Stored data
::::::::
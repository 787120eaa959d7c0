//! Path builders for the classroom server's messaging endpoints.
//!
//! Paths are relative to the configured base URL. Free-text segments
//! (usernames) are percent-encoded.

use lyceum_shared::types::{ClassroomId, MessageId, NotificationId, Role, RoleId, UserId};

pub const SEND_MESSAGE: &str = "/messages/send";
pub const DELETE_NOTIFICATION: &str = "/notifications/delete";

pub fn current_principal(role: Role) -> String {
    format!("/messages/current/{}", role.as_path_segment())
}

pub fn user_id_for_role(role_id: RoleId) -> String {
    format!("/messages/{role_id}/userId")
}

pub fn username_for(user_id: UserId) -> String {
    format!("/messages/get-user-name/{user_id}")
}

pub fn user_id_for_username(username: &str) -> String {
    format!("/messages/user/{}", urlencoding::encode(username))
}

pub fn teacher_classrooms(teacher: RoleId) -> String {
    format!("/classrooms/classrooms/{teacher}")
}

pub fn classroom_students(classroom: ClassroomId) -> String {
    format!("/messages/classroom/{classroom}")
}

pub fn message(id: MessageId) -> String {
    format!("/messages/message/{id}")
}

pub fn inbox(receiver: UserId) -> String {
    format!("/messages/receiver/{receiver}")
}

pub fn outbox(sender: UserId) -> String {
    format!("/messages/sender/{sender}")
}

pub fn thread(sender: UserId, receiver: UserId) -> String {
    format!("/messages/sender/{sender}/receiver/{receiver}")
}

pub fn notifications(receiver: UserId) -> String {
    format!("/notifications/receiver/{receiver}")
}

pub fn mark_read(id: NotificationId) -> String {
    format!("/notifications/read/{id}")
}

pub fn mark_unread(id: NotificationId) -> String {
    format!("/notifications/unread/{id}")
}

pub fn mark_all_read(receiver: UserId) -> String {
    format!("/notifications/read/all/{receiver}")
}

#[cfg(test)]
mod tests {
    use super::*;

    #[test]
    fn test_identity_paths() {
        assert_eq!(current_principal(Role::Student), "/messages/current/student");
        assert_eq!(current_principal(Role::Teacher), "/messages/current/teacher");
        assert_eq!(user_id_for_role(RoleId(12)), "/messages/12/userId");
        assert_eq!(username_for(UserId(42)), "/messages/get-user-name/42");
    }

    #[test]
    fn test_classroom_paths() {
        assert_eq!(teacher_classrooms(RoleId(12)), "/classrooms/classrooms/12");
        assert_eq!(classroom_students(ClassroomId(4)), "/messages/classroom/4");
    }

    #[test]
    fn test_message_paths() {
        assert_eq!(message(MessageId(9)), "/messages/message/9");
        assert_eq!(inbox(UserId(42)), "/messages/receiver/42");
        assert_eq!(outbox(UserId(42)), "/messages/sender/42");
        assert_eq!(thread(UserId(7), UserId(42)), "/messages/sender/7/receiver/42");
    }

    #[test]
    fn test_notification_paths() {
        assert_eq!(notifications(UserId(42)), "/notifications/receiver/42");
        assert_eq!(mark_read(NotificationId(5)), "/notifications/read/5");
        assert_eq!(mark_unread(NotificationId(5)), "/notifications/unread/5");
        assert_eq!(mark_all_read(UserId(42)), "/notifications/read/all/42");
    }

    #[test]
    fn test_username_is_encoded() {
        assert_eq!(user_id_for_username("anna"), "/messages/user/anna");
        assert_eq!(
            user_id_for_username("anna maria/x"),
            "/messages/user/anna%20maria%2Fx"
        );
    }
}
::::::::
**WHAT THIS TASK INVOLVES**
Copy out every record again, letter for letter.

**SOLUTION TO THE EXERCISE**
repository 787120eaa959d7c0
//! Path builders for the classroom server's messaging endpoints.
//!
//! Paths are relative to the configured base URL. Free-text segments
//! (usernames) are percent-encoded.

use lyceum_shared::types::{ClassroomId, MessageId, NotificationId, Role, RoleId, UserId};

pub const SEND_MESSAGE: &str = "/messages/send";
pub const DELETE_NOTIFICATION: &str = "/notifications/delete";

pub fn current_principal(role: Role) -> String {
    format!("/messages/current/{}", role.as_path_segment())
}

pub fn user_id_for_role(role_id: RoleId) -> String {
    format!("/messages/{role_id}/userId")
}

pub fn username_for(user_id: UserId) -> String {
    format!("/messages/get-user-name/{user_id}")
}

pub fn user_id_for_username(username: &str) -> String {
    format!("/messages/user/{}", urlencoding::encode(username))
}

pub fn teacher_classrooms(teacher: RoleId) -> String {
    format!("/classrooms/classrooms/{teacher}")
}

pub fn classroom_students(classroom: ClassroomId) -> String {
    format!("/messages/classroom/{classroom}")
}

pub fn message(id: MessageId) -> String {
    format!("/messages/message/{id}")
}

pub fn inbox(receiver: UserId) -> String {
    format!("/messages/receiver/{receiver}")
}

pub fn outbox(sender: UserId) -> String {
    format!("/messages/sender/{sender}")
}

pub fn thread(sender: UserId, receiver: UserId) -> String {
    format!("/messages/sender/{sender}/receiver/{receiver}")
}

pub fn notifications(receiver: UserId) -> String {
    format!("/notifications/receiver/{receiver}")
}

pub fn mark_read(id: NotificationId) -> String {
    format!("/notifications/read/{id}")
}

pub fn mark_unread(id: NotificationId) -> String {
    format!("/notifications/unread/{id}")
}

pub fn mark_all_read(receiver: UserId) -> String {
    format!("/notifications/read/all/{receiver}")
}

#[cfg(test)]
mod tests {
    use super::*;

    #[test]
    fn test_identity_paths() {
        assert_eq!(current_principal(Role::Student), "/messages/current/student");
        assert_eq!(current_principal(Role::Teacher), "/messages/current/teacher");
        assert_eq!(user_id_for_role(RoleId(12)), "/messages/12/userId");
        assert_eq!(username_for(UserId(42)), "/messages/get-user-name/42");
    }

    #[test]
    fn test_classroom_paths() {
        assert_eq!(teacher_classrooms(RoleId(12)), "/classrooms/classrooms/12");
        assert_eq!(classroom_students(ClassroomId(4)), "/messages/classroom/4");
    }

    #[test]
    fn test_message_paths() {
        assert_eq!(message(MessageId(9)), "/messages/message/9");
        assert_eq!(inbox(UserId(42)), "/messages/receiver/42");
        assert_eq!(outbox(UserId(42)), "/messages/sender/42");
        assert_eq!(thread(UserId(7), UserId(42)), "/messages/sender/7/receiver/42");
    }

    #[test]
    fn test_notification_paths() {
        assert_eq!(notifications(UserId(42)), "/notifications/receiver/42");
        assert_eq!(mark_read(NotificationId(5)), "/notifications/read/5");
        assert_eq!(mark_unread(NotificationId(5)), "/notifications/unread/5");
        assert_eq!(mark_all_read(UserId(42)), "/notifications/read/all/42");
    }

    #[test]
    fn test_username_is_encoded() {
        assert_eq!(user_id_for_username("anna"), "/messages/user/anna");
        assert_eq!(
            user_id_for_username("anna maria/x"),
            "/messages/user/anna%20maria%2Fx"
        );
    }
}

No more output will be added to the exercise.